Although the overall objective remains the disarmament of Saddam Hussein, can the Secretary of State clarify what that means in military terms? In particular, if Saddam's regime collapses or if he flees Iraq, what sort of Government does the Secretary of State envisage taking its place? What role will UK forces play in support of that Government? That raises the question of how long he envisages that the UK could maintain this very substantial commitment that he has now announced, particularly if military action is protracted or delayed. Is he satisfied that UK forces have sustainable logistical and medical support?

In formulating any plans, has the Secretary of State had full discussion with his counterpart at the Department for International Development about the eventuality of war, so that there are also plans in place for humanitarian relief and refugee support? When can we expect a statement from the Secretary of State for International Development?

Thirdly, will the Secretary of State agree that those of us who believe in the justness of this cause must continue to make the case for the disarmament of Saddam? War is by no means inevitable but, if we are to ask our troops possibly to risk their lives, they need to be certain that the nation is behind them. I am sure that the House will keep them and their families in our thoughts in the weeks ahead.

Mr. Hoon

I thank the hon. Gentleman for his unqualified support. I shall try to deal with his specific questions in turn. If I fail to address one, I am sure that I can deal with it in subsequent correspondence, which I will place in the Library of the House.

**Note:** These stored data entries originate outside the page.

//! Activity records and their sync state machine.

use crate::identity::compute_content_hash;
use crate::{error::Result, Error, RecordId, ServerId, Timestamp, Version};
use serde::{Deserialize, Serialize};
use std::fmt;

/// Kind of care event being logged.
#[derive(Debug, Clone, Copy, PartialEq, Eq, Hash, Serialize, Deserialize)]
#[serde(rename_all = "lowercase")]
pub enum ActivityType {
    Feeding,
    Sleep,
    Diaper,
    Growth,
    Health,
    Leisure,
}

impl ActivityType {
    pub fn as_str(&self) -> &'static str {
        match self {
            ActivityType::Feeding => "feeding",
            ActivityType::Sleep => "sleep",
            ActivityType::Diaper => "diaper",
            ActivityType::Growth => "growth",
            ActivityType::Health => "health",
            ActivityType::Leisure => "leisure",
        }
    }

    /// Parse a type name, accepting a few spellings older clients stored.
    pub fn parse(value: &str) -> Option<Self> {
        match value.trim().to_ascii_lowercase().as_str() {
            "feeding" | "feed" => Some(ActivityType::Feeding),
            "sleep" | "nap" => Some(ActivityType::Sleep),
            "diaper" | "diapering" | "nappy" => Some(ActivityType::Diaper),
            "growth" => Some(ActivityType::Growth),
            "health" => Some(ActivityType::Health),
            "leisure" | "play" => Some(ActivityType::Leisure),
            _ => None,
        }
    }
}

impl fmt::Display for ActivityType {
    fn fmt(&self, f: &mut fmt::Formatter<'_>) -> fmt::Result {
        f.write_str(self.as_str())
    }
}

/// Sync status of a record.
///
/// `Local -> Syncing -> {Synced | SyncFailed}`, `SyncFailed -> Syncing`,
/// and a local edit moves any settled state back to `Local`.
#[derive(Debug, Clone, Copy, PartialEq, Eq, Hash, Serialize, Deserialize)]
#[serde(rename_all = "snake_case")]
pub enum SyncStatus {
    /// Written locally, not yet confirmed remotely
    Local,
    /// A remote write is in flight
    Syncing,
    /// Confirmed by the remote authority
    Synced,
    /// Last attempt failed; needs a retry or user attention
    SyncFailed,
}

impl SyncStatus {
    pub fn as_str(&self) -> &'static str {
        match self {
            SyncStatus::Local => "local",
            SyncStatus::Syncing => "syncing",
            SyncStatus::Synced => "synced",
            SyncStatus::SyncFailed => "sync_failed",
        }
    }

    /// Whether a batch push should pick this record up.
    pub fn is_pending(&self) -> bool {
        matches!(self, SyncStatus::Local | SyncStatus::SyncFailed)
    }
}

impl fmt::Display for SyncStatus {
    fn fmt(&self, f: &mut fmt::Formatter<'_>) -> fmt::Result {
        f.write_str(self.as_str())
    }
}

/// The business fields of an activity. Everything here feeds the content hash.
#[derive(Debug, Clone, PartialEq, Serialize, Deserialize)]
#[serde(rename_all = "camelCase")]
pub struct ActivityFields {
    /// Baby this activity belongs to (the owner scope)
    pub baby_id: String,
    #[serde(rename = "type")]
    pub activity_type: ActivityType,
    #[serde(default, skip_serializing_if = "Option::is_none")]
    pub subtype: Option<String>,
    /// Start of the activity (milliseconds since epoch)
    pub start_time: Timestamp,
    #[serde(default, skip_serializing_if = "Option::is_none")]
    pub end_time: Option<Timestamp>,
    #[serde(default, skip_serializing_if = "Option::is_none")]
    pub amount: Option<f64>,
    #[serde(default, skip_serializing_if = "Option::is_none")]
    pub unit: Option<String>,
    #[serde(default, skip_serializing_if = "Option::is_none")]
    pub category: Option<String>,
    /// Free-text notes
    #[serde(default, skip_serializing_if = "Option::is_none")]
    pub details: Option<String>,
}

impl ActivityFields {
    /// Minimal fields for an activity starting at `start_time`.
    pub fn new(
        baby_id: impl Into<String>,
        activity_type: ActivityType,
        start_time: Timestamp,
    ) -> Self {
        Self {
            baby_id: baby_id.into(),
            activity_type,
            subtype: None,
            start_time,
            end_time: None,
            amount: None,
            unit: None,
            category: None,
            details: None,
        }
    }

    pub fn with_subtype(mut self, subtype: impl Into<String>) -> Self {
        self.subtype = Some(subtype.into());
        self
    }

    pub fn with_end_time(mut self, end_time: Timestamp) -> Self {
        self.end_time = Some(end_time);
        self
    }

    pub fn with_amount(mut self, amount: f64, unit: impl Into<String>) -> Self {
        self.amount = Some(amount);
        self.unit = Some(unit.into());
        self
    }

    pub fn with_category(mut self, category: impl Into<String>) -> Self {
        self.category = Some(category.into());
        self
    }

    pub fn with_details(mut self, details: impl Into<String>) -> Self {
        self.details = Some(details.into());
        self
    }

    /// Check the fields are well formed.
    pub fn validate(&self) -> Result<()> {
        if self.baby_id.trim().is_empty() {
            return Err(Error::InvalidActivity("baby reference is required".into()));
        }
        if let Some(end) = self.end_time {
            if end < self.start_time {
                return Err(Error::InvalidActivity(format!(
                    "end time {end} is before start time {}",
                    self.start_time
                )));
            }
        }
        if let Some(amount) = self.amount {
            if !amount.is_finite() || amount < 0.0 {
                return Err(Error::InvalidActivity(format!(
                    "amount must be a non-negative number, got {amount}"
                )));
            }
        } else if self.unit.is_some() {
            return Err(Error::InvalidActivity("unit given without an amount".into()));
        }
        Ok(())
    }
}

/// A locally replicated activity.
#[derive(Debug, Clone, PartialEq, Serialize, Deserialize)]
#[serde(rename_all = "camelCase")]
pub struct ActivityRecord {
    /// Client-generated, sortable, immutable primary key
    pub id: RecordId,
    /// Identifier assigned by the remote authority after the first
    /// successful write
    pub server_id: Option<ServerId>,
    /// Incremented on every local mutation
    pub version: Version,
    pub status: SyncStatus,
    /// Time of the most recent local mutation
    pub last_modified: Timestamp,
    pub created_at: Timestamp,
    /// Digest of the business fields
    pub content_hash: String,
    #[serde(flatten)]
    pub fields: ActivityFields,
}

impl ActivityRecord {
    /// Create a fresh local record (`version = 1`, `status = Local`).
    pub fn new(id: impl Into<RecordId>, fields: ActivityFields, now: Timestamp) -> Self {
        let content_hash = compute_content_hash(&fields);
        Self {
            id: id.into(),
            server_id: None,
            version: 1,
            status: SyncStatus::Local,
            last_modified: now,
            created_at: now,
            content_hash,
            fields,
        }
    }

    /// Build a record for an activity that only exists remotely so far.
    pub fn from_remote(
        id: impl Into<RecordId>,
        server_id: ServerId,
        version: Version,
        fields: ActivityFields,
        modified_at: Timestamp,
    ) -> Self {
        let mut record = Self::new(id, fields, modified_at);
        record.server_id = Some(server_id);
        record.version = version.max(1);
        record.status = SyncStatus::Synced;
        record
    }

    pub fn owner(&self) -> &str {
        &self.fields.baby_id
    }

    /// Apply a local edit.
    ///
    /// Bumps the version and rehashes. The status returns to `Local` unless
    /// an attempt is in flight; in that case it stays `Syncing` and the sync
    /// engine notices the newer version when the attempt settles.
    pub fn edit(&mut self, fields: ActivityFields, now: Timestamp) {
        self.fields = fields;
        self.content_hash = compute_content_hash(&self.fields);
        self.version += 1;
        self.last_modified = self.last_modified.max(now);
        if self.status != SyncStatus::Syncing {
            self.status = SyncStatus::Local;
        }
    }

    /// `Local | SyncFailed -> Syncing`.
    pub fn begin_sync(&mut self) -> Result<()> {
        if !self.status.is_pending() {
            return Err(self.transition_error(SyncStatus::Syncing));
        }
        self.status = SyncStatus::Syncing;
        Ok(())
    }

    /// `Syncing -> Synced`, recording the server-confirmed state.
    ///
    /// Server-normalized fields are taken over without a version bump (no
    /// local mutation happened); the version only catches up with the
    /// server's token so the next update is not behind it.
    pub fn confirm_synced(
        &mut self,
        server_id: ServerId,
        server_version: Version,
        server_fields: Option<ActivityFields>,
    ) -> Result<()> {
        if self.status != SyncStatus::Syncing {
            return Err(self.transition_error(SyncStatus::Synced));
        }
        if let Some(fields) = server_fields {
            if fields != self.fields {
                self.fields = fields;
                self.content_hash = compute_content_hash(&self.fields);
            }
        }
        self.server_id = Some(server_id);
        self.version = self.version.max(server_version);
        self.status = SyncStatus::Synced;
        Ok(())
    }

    /// `Syncing -> Local`: the remote write succeeded but a newer local edit
    /// landed meanwhile. The server identity is kept so the next attempt
    /// updates instead of creating a duplicate.
    pub fn confirm_superseded(&mut self, server_id: ServerId, server_version: Version) -> Result<()> {
        if self.status != SyncStatus::Syncing {
            return Err(self.transition_error(SyncStatus::Local));
        }
        self.server_id = Some(server_id);
        self.version = self.version.max(server_version);
        self.status = SyncStatus::Local;
        Ok(())
    }

    /// `Syncing -> SyncFailed`.
    pub fn fail_sync(&mut self) -> Result<()> {
        if self.status != SyncStatus::Syncing {
            return Err(self.transition_error(SyncStatus::SyncFailed));
        }
        self.status = SyncStatus::SyncFailed;
        Ok(())
    }

    /// `Syncing -> Local`: the attempt ended without a verdict (offline) or
    /// was overtaken by a local edit.
    pub fn release_to_local(&mut self) -> Result<()> {
        if self.status != SyncStatus::Syncing {
            return Err(self.transition_error(SyncStatus::Local));
        }
        self.status = SyncStatus::Local;
        Ok(())
    }

    /// Take over the remote copy's business fields verbatim and mark the
    /// record `Synced`.
    pub fn adopt_remote(
        &mut self,
        server_id: ServerId,
        server_version: Version,
        fields: ActivityFields,
        modified_at: Timestamp,
    ) {
        if fields != self.fields {
            self.fields = fields;
            self.content_hash = compute_content_hash(&self.fields);
            self.version += 1;
        }
        self.version = self.version.max(server_version);
        self.last_modified = self.last_modified.max(modified_at);
        self.server_id = Some(server_id);
        self.status = SyncStatus::Synced;
    }

    /// Forget the server identity after the remote copy was confirmed
    /// missing. Only valid while an attempt is in flight.
    pub fn unlink(&mut self) -> Result<()> {
        if self.status != SyncStatus::Syncing {
            return Err(Error::InvalidRecord {
                id: self.id.clone(),
                reason: format!("cannot clear server id while {}", self.status),
            });
        }
        self.server_id = None;
        Ok(())
    }

    /// Check the record-level invariants.
    pub fn validate(&self) -> Result<()> {
        let invalid = |reason: String| Error::InvalidRecord {
            id: self.id.clone(),
            reason,
        };

        if self.id.trim().is_empty() {
            return Err(invalid("empty id".into()));
        }
        if self.version == 0 {
            return Err(invalid("version must start at 1".into()));
        }
        if self.status == SyncStatus::Synced && self.server_id.is_none() {
            return Err(invalid("synced record has no server id".into()));
        }
        if self.content_hash != compute_content_hash(&self.fields) {
            return Err(invalid("content hash does not match fields".into()));
        }
        self.fields.validate()
    }

    fn transition_error(&self, to: SyncStatus) -> Error {
        Error::InvalidTransition {
            id: self.id.clone(),
            from: self.status.to_string(),
            to: to.to_string(),
        }
    }
}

As for preparations, I do not doubt that our forces are fully and thoroughly prepared to face this kind of operation. Indeed, the training exercise conducted in similar conditions in Oman just over a year ago was obvious preparation for this kind of deployment. A good number of lessons have been learned from that training exercise and are now to be implemented. Without getting into arguments about Gulf war syndrome, may I tell the House again that a key lesson learned about inoculations is that it is not sensible to inflict on our forces a large number of inoculations simultaneously? Preparation in that respect is much better than it was before the Gulf war, and many of the required injections have already been administered.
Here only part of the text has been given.